### Work item
Find the word "ErrorKind" in the data. Return every line where it appears.

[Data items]
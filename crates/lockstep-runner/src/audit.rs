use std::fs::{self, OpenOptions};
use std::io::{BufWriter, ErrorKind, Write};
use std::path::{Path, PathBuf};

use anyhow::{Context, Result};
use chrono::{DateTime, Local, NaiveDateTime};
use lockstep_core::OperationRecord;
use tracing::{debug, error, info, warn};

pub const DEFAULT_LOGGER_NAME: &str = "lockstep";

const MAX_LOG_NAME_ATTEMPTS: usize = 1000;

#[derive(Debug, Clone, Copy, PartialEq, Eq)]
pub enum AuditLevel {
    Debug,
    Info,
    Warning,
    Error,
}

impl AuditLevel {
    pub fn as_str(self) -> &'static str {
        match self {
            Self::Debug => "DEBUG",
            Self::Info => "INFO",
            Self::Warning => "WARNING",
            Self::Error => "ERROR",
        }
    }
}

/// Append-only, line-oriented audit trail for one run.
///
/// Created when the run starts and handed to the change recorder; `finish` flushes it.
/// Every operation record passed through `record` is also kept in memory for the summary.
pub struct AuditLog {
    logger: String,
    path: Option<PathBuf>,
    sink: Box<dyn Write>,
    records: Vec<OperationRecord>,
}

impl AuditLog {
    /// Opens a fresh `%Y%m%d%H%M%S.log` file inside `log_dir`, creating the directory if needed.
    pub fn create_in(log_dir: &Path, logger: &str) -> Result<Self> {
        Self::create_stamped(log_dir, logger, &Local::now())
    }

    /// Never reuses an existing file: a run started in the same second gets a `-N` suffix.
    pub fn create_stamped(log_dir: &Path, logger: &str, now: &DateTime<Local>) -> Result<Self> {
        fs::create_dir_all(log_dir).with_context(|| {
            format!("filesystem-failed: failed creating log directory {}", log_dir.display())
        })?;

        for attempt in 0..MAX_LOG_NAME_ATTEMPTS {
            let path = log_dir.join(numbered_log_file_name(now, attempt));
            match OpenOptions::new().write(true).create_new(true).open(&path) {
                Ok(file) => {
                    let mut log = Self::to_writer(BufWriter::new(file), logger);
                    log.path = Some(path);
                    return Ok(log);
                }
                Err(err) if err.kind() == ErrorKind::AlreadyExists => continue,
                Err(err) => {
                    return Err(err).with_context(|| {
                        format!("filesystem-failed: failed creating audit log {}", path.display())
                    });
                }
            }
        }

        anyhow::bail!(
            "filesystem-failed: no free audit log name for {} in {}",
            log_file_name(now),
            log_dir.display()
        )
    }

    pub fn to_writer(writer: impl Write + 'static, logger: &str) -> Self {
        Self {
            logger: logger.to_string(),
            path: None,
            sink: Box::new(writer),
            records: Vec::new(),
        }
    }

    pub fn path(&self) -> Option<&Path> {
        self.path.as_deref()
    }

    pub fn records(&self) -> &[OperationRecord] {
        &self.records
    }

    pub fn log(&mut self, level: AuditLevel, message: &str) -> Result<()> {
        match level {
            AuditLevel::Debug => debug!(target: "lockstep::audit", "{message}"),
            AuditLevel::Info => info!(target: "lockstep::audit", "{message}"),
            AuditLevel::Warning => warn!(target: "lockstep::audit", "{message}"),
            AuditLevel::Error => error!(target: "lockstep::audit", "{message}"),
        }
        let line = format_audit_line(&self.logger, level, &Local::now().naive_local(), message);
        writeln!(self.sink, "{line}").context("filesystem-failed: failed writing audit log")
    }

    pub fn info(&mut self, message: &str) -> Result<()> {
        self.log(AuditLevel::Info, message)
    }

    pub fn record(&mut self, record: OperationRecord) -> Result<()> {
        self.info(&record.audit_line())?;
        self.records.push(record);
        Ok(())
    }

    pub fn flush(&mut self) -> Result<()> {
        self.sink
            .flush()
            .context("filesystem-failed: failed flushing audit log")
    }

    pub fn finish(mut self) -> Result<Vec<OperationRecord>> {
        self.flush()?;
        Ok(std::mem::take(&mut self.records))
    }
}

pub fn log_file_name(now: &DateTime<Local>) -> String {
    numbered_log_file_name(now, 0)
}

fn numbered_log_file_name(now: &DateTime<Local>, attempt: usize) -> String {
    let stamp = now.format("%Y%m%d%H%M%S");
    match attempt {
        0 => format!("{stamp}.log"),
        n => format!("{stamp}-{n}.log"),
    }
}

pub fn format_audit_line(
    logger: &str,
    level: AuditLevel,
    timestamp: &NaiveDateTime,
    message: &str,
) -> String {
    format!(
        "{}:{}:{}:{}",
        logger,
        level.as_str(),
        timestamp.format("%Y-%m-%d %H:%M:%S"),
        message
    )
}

### Reply to the task
use std::io::{BufWriter, ErrorKind, Write};
                Err(err) if err.kind() == ErrorKind::AlreadyExists => continue,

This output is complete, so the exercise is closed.